>>

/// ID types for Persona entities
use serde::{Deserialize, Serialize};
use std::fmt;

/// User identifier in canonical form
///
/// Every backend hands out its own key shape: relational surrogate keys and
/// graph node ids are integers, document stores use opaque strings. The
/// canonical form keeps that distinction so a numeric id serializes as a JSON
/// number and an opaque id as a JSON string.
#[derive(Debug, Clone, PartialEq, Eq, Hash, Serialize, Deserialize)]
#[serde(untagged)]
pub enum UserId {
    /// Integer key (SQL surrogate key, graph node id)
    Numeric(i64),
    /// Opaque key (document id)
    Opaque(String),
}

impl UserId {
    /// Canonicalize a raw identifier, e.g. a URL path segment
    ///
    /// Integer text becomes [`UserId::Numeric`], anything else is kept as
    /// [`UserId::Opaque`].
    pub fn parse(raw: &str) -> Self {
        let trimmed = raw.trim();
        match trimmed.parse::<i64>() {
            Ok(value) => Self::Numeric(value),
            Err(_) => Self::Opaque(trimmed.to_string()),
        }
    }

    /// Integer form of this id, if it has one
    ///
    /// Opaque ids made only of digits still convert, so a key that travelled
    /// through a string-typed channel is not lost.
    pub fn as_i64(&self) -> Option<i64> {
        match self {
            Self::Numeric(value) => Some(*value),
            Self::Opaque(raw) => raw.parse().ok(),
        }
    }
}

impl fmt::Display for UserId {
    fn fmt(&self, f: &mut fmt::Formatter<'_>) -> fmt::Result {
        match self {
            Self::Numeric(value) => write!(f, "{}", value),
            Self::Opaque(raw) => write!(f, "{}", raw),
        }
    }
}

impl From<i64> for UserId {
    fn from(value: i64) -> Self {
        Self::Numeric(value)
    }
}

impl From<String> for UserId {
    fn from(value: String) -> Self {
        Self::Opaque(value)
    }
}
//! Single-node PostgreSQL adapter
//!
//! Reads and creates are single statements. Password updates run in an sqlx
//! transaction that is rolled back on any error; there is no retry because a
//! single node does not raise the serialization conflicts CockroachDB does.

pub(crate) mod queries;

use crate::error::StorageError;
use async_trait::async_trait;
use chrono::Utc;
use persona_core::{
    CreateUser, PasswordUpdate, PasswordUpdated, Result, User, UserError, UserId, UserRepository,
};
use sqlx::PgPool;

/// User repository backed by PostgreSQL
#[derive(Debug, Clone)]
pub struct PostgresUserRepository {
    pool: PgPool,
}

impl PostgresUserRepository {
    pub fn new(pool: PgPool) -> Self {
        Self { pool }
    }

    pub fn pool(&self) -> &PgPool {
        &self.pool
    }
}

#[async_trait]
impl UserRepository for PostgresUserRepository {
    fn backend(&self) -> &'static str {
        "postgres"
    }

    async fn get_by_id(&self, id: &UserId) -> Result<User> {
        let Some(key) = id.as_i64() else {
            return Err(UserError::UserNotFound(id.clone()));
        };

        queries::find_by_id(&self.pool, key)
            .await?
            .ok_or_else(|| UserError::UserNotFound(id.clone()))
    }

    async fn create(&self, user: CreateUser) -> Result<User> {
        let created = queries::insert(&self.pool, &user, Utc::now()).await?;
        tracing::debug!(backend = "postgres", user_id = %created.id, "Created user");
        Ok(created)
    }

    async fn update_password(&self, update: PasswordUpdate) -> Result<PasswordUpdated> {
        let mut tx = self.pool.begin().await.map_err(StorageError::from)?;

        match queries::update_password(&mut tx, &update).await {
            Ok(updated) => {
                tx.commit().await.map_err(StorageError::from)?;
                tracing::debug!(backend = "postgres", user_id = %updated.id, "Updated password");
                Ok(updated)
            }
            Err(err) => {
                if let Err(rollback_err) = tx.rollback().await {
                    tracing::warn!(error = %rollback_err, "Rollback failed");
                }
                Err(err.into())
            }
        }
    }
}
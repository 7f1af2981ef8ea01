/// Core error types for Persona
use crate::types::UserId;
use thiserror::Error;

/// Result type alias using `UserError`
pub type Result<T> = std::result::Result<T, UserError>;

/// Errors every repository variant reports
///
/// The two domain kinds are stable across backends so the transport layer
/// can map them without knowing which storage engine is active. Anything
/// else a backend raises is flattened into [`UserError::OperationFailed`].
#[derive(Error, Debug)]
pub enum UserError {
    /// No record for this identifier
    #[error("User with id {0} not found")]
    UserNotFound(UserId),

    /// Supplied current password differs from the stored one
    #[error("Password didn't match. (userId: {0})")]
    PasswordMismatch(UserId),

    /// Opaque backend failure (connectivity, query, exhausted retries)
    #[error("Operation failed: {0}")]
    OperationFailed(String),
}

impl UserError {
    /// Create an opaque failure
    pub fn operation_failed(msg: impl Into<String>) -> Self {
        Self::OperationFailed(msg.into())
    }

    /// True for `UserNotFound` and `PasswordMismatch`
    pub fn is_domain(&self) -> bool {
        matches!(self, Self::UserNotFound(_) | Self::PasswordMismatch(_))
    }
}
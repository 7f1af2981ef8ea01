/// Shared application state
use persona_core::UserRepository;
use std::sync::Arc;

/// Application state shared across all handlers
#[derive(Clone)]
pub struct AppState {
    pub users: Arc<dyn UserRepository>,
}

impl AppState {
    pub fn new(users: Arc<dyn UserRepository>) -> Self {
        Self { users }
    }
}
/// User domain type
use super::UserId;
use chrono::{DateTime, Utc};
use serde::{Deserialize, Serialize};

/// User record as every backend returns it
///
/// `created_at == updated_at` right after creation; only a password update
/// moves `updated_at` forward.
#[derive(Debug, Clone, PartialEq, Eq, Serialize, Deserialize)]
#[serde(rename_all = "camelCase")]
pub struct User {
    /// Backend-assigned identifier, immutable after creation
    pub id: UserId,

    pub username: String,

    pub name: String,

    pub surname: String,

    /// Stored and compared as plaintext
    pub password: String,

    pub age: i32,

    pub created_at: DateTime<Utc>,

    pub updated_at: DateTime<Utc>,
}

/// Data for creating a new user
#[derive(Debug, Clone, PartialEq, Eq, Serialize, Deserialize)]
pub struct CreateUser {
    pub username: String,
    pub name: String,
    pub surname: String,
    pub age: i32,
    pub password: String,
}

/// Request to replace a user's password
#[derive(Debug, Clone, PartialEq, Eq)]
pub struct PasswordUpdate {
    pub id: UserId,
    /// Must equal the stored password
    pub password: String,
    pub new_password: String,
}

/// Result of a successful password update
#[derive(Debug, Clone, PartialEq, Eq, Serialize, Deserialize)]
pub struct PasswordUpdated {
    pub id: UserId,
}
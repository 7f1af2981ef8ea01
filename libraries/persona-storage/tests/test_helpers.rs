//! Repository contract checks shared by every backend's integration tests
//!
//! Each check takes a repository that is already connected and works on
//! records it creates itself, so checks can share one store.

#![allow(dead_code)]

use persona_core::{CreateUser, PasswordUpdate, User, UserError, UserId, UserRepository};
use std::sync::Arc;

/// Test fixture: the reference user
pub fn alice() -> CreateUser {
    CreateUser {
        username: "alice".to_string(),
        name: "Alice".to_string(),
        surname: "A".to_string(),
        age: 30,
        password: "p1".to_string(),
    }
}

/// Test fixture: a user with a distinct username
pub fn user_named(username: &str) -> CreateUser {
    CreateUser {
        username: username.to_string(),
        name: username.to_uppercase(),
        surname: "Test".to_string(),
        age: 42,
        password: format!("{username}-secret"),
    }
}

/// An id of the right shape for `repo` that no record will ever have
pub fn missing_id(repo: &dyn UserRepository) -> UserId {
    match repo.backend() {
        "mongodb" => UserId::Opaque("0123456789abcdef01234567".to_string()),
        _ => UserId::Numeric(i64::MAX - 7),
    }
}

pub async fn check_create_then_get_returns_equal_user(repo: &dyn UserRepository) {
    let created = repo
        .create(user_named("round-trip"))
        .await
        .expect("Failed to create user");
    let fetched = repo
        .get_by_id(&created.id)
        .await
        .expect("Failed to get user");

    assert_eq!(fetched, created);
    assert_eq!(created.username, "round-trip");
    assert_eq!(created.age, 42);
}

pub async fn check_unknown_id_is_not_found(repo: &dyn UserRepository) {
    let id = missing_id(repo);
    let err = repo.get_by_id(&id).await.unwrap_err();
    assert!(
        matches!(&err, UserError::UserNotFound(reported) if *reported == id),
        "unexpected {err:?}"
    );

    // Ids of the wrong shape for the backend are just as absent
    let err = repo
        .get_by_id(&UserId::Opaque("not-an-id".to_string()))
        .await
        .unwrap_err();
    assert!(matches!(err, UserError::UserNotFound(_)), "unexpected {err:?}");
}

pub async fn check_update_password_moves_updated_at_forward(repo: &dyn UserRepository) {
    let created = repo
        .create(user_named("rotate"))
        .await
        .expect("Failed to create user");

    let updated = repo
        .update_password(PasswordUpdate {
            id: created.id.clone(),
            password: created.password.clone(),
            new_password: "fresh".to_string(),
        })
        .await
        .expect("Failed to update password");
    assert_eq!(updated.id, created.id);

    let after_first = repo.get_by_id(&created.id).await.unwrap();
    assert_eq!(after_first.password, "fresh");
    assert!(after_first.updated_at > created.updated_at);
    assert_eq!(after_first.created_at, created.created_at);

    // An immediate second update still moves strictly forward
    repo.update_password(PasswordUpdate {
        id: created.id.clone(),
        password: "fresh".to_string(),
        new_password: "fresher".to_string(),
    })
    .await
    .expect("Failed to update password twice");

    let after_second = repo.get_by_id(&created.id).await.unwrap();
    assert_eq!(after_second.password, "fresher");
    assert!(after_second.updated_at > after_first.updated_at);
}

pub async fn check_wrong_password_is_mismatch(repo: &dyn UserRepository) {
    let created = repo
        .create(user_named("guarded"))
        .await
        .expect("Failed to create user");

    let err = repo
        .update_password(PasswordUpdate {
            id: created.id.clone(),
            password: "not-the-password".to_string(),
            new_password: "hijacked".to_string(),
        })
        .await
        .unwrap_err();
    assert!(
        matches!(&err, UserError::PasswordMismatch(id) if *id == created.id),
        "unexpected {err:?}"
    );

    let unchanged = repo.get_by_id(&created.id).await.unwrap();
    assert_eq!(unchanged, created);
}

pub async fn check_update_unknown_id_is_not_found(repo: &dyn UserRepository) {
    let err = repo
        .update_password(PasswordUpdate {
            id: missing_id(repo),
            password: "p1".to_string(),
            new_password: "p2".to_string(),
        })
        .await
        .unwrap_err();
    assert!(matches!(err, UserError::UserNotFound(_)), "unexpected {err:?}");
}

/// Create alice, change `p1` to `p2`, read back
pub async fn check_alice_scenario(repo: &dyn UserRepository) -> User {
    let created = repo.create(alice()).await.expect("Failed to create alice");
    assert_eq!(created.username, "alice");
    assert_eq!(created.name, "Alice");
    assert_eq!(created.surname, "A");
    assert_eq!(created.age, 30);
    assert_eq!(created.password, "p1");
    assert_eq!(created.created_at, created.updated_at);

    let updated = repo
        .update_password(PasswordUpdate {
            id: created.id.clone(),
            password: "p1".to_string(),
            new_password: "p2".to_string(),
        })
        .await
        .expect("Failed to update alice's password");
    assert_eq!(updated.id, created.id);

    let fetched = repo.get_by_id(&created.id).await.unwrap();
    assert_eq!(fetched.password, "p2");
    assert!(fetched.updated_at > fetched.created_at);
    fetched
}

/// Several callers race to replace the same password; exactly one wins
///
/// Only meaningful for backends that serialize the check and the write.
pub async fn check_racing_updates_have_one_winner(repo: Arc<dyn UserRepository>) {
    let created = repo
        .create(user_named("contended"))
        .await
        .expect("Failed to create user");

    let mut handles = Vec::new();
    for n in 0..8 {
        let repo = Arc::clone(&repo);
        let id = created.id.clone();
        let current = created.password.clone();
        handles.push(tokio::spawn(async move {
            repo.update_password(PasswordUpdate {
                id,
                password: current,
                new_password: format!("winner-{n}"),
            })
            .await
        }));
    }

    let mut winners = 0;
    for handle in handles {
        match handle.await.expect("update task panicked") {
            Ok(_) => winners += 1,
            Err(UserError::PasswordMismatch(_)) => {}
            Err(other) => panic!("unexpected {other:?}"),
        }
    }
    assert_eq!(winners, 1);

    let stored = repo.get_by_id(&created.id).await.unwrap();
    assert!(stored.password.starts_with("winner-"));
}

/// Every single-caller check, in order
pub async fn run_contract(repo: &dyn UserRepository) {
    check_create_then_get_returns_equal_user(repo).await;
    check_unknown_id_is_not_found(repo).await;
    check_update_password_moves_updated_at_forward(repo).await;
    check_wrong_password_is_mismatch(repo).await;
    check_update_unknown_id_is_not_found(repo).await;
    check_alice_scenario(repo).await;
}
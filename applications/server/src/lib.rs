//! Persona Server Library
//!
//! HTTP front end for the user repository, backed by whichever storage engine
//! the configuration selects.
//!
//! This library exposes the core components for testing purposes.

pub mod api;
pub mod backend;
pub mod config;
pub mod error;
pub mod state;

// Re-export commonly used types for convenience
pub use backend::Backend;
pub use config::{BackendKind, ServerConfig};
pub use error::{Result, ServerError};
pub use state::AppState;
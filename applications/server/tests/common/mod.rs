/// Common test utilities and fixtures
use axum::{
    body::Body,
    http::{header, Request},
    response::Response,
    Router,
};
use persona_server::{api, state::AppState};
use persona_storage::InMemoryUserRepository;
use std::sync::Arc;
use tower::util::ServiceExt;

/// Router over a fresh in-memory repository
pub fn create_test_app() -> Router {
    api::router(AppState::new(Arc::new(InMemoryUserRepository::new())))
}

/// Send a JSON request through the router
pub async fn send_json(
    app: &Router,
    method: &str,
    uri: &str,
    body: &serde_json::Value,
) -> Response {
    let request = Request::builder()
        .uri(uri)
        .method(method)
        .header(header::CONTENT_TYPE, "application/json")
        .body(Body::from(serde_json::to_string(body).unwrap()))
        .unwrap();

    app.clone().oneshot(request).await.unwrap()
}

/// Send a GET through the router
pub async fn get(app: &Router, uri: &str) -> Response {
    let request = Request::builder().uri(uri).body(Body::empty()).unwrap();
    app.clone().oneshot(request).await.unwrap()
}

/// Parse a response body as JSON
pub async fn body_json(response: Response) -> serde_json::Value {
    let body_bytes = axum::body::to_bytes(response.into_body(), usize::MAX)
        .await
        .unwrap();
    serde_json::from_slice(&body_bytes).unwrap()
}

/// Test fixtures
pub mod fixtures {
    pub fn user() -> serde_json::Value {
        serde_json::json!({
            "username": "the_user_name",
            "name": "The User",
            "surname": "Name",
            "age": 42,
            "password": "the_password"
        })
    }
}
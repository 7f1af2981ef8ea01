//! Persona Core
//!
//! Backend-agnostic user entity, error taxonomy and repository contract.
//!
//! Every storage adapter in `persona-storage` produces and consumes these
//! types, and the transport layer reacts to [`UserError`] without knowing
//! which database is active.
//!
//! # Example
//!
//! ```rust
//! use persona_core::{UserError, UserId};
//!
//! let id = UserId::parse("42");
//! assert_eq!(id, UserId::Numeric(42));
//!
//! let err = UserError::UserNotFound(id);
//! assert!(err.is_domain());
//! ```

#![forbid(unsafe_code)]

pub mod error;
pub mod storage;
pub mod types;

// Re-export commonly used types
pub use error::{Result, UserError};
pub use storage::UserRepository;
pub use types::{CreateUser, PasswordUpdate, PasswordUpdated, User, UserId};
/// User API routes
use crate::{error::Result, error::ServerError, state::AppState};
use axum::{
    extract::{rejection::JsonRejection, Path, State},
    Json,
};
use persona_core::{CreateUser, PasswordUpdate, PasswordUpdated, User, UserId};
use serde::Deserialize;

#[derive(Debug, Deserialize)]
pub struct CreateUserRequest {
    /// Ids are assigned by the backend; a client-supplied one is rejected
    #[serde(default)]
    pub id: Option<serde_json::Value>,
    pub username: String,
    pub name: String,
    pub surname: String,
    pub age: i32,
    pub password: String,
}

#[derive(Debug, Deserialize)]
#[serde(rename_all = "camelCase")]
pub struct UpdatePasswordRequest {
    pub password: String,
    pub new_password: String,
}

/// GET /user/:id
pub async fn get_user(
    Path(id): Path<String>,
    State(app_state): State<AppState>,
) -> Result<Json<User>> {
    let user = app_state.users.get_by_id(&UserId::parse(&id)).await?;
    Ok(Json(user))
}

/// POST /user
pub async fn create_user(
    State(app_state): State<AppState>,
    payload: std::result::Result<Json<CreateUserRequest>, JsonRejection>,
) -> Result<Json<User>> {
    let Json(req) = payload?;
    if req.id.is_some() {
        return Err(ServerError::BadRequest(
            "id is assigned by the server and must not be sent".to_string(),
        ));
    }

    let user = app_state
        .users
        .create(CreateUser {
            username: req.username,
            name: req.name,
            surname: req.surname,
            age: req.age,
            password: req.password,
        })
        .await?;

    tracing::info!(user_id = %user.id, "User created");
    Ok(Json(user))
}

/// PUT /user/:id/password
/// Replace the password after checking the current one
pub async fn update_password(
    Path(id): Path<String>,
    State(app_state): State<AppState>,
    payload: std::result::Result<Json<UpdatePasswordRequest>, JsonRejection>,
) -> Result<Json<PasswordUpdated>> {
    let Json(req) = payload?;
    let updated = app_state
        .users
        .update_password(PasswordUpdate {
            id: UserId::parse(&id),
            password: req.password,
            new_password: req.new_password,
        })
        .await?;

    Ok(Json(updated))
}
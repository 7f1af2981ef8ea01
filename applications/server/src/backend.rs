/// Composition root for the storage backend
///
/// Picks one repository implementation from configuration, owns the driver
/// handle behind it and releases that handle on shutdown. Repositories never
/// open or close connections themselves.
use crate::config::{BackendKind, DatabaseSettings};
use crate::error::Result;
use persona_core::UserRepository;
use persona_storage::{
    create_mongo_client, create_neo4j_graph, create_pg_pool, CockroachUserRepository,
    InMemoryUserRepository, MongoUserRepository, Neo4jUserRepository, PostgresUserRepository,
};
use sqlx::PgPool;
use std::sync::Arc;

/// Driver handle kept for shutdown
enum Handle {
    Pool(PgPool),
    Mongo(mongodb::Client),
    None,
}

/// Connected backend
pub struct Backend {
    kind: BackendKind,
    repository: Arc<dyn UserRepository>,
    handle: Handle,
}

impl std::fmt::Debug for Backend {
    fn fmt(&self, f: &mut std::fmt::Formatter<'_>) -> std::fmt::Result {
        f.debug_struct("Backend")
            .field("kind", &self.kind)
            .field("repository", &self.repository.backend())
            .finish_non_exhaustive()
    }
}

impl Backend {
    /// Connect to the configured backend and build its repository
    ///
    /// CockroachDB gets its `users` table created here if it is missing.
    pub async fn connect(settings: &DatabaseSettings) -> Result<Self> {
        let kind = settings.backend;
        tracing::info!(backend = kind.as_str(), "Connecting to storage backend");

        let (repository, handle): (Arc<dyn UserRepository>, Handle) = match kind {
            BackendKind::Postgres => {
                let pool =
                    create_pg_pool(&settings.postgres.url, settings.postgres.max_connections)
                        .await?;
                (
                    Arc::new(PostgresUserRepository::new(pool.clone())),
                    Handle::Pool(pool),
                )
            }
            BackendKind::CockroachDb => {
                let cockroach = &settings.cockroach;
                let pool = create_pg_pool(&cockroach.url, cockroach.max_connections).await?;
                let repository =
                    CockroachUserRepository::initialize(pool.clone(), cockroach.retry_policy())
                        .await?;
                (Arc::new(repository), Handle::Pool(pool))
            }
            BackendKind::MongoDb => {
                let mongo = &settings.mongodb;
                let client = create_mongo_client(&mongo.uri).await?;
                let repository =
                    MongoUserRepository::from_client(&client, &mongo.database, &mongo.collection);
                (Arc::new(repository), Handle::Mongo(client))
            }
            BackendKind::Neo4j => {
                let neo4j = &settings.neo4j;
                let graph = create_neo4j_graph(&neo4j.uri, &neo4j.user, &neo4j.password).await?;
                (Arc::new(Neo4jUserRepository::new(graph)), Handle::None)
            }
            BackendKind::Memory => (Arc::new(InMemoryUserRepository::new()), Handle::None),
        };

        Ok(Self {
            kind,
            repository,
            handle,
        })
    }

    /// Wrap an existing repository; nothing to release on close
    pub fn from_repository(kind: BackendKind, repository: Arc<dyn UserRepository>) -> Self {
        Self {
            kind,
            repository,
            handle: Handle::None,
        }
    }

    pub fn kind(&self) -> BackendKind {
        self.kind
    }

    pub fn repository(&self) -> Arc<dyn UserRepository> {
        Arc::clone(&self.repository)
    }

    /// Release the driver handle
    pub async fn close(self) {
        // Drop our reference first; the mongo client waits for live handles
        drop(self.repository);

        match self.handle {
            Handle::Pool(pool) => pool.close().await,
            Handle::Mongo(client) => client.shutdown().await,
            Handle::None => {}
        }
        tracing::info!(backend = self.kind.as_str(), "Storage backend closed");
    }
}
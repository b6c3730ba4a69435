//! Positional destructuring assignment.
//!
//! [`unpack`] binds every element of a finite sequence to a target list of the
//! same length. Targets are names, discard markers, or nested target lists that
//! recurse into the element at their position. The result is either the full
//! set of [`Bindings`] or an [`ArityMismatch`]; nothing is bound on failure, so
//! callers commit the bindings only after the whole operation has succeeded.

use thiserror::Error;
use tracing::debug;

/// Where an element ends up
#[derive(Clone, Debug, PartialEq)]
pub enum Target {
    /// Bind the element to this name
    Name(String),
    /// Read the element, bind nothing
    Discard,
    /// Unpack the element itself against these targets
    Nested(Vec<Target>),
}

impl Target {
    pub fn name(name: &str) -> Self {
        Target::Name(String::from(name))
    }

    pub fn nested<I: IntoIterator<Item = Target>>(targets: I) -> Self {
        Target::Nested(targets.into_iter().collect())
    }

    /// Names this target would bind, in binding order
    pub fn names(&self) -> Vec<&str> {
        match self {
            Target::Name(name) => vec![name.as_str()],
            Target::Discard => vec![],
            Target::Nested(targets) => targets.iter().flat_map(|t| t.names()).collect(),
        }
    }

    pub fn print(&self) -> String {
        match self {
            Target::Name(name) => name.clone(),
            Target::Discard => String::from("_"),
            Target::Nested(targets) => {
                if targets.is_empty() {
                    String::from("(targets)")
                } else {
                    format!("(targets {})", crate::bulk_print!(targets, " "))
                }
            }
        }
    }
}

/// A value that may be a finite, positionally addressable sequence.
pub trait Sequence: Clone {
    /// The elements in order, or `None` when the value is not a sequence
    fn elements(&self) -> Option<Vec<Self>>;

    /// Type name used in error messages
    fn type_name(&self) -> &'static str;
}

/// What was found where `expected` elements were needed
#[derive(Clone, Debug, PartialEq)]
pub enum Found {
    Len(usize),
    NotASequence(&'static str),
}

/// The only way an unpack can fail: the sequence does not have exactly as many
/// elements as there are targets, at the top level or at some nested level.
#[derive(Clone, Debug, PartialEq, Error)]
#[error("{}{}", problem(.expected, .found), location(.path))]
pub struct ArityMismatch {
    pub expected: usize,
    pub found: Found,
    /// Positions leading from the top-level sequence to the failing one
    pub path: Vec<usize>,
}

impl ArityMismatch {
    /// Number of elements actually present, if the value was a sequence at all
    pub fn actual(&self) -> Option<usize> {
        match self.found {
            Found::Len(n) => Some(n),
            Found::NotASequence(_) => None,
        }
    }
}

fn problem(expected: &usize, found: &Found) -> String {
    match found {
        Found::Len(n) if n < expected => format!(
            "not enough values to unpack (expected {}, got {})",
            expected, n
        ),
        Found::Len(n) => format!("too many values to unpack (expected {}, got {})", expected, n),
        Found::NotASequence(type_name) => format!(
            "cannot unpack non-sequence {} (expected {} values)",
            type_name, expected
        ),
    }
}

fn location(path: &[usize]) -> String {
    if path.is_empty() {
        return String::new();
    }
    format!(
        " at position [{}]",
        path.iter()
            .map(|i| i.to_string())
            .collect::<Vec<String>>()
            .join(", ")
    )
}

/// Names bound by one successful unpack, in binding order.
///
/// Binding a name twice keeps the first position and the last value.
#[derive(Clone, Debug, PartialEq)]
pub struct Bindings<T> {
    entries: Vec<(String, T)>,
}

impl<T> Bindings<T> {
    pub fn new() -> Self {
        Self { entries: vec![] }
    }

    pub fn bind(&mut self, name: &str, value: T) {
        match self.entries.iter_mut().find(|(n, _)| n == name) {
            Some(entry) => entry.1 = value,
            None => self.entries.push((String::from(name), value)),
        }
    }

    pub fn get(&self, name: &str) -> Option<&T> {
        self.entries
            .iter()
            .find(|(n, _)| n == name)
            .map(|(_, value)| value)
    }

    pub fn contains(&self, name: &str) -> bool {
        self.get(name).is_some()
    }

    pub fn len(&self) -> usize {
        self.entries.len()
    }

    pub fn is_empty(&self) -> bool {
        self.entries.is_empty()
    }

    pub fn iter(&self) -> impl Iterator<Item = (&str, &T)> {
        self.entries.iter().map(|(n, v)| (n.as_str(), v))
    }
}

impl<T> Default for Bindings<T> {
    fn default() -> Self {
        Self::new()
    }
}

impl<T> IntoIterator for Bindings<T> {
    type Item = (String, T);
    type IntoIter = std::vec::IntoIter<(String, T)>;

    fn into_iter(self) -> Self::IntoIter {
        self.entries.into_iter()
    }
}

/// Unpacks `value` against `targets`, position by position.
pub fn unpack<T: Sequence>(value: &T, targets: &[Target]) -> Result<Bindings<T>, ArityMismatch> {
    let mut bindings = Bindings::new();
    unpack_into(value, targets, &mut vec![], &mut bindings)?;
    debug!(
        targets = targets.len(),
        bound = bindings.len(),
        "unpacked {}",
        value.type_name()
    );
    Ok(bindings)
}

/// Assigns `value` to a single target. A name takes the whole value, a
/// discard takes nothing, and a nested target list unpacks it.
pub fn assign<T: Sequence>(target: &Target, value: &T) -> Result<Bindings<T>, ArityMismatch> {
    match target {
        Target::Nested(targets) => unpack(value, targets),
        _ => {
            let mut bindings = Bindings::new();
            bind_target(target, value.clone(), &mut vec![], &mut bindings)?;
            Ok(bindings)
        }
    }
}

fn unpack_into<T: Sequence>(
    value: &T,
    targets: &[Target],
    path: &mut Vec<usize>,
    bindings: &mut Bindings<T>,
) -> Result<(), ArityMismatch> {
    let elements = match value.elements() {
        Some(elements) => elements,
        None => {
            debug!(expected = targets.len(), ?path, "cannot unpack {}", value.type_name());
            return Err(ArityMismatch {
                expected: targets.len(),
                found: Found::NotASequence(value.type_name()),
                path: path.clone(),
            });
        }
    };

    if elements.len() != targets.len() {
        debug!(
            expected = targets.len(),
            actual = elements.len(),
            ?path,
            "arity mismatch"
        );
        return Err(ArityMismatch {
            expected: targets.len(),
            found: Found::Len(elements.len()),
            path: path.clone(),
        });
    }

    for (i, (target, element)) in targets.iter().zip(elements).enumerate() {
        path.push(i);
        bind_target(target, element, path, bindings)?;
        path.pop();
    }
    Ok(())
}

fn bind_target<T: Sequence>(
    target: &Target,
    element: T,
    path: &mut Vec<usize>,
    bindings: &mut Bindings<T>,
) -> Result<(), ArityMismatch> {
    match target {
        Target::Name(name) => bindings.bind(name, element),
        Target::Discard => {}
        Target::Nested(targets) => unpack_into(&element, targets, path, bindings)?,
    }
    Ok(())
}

<<

Your goal: Everything above from the line with "matches!(&err, UserError::PasswordMismatch(id) if" to the line with "let mut winners = 0;", both included, must be repeated exactly, and nothing outside that range.

Written response:
        matches!(&err, UserError::PasswordMismatch(id) if *id == created.id),
        "unexpected {err:?}"
    );

    let unchanged = repo.get_by_id(&created.id).await.unwrap();
    assert_eq!(unchanged, created);
}

pub async fn check_update_unknown_id_is_not_found(repo: &dyn UserRepository) {
    let err = repo
        .update_password(PasswordUpdate {
            id: missing_id(repo),
            password: "p1".to_string(),
            new_password: "p2".to_string(),
        })
        .await
        .unwrap_err();
    assert!(matches!(err, UserError::UserNotFound(_)), "unexpected {err:?}");
}

/// Create alice, change `p1` to `p2`, read back
pub async fn check_alice_scenario(repo: &dyn UserRepository) -> User {
    let created = repo.create(alice()).await.expect("Failed to create alice");
    assert_eq!(created.username, "alice");
    assert_eq!(created.name, "Alice");
    assert_eq!(created.surname, "A");
    assert_eq!(created.age, 30);
    assert_eq!(created.password, "p1");
    assert_eq!(created.created_at, created.updated_at);

    let updated = repo
        .update_password(PasswordUpdate {
            id: created.id.clone(),
            password: "p1".to_string(),
            new_password: "p2".to_string(),
        })
        .await
        .expect("Failed to update alice's password");
    assert_eq!(updated.id, created.id);

    let fetched = repo.get_by_id(&created.id).await.unwrap();
    assert_eq!(fetched.password, "p2");
    assert!(fetched.updated_at > fetched.created_at);
    fetched
}

/// Several callers race to replace the same password; exactly one wins
///
/// Only meaningful for backends that serialize the check and the write.
pub async fn check_racing_updates_have_one_winner(repo: Arc<dyn UserRepository>) {
    let created = repo
        .create(user_named("contended"))
        .await
        .expect("Failed to create user");

    let mut handles = Vec::new();
    for n in 0..8 {
        let repo = Arc::clone(&repo);
        let id = created.id.clone();
        let current = created.password.clone();
        handles.push(tokio::spawn(async move {
            repo.update_password(PasswordUpdate {
                id,
                password: current,
                new_password: format!("winner-{n}"),
            })
            .await
        }));
    }

    let mut winners = 0;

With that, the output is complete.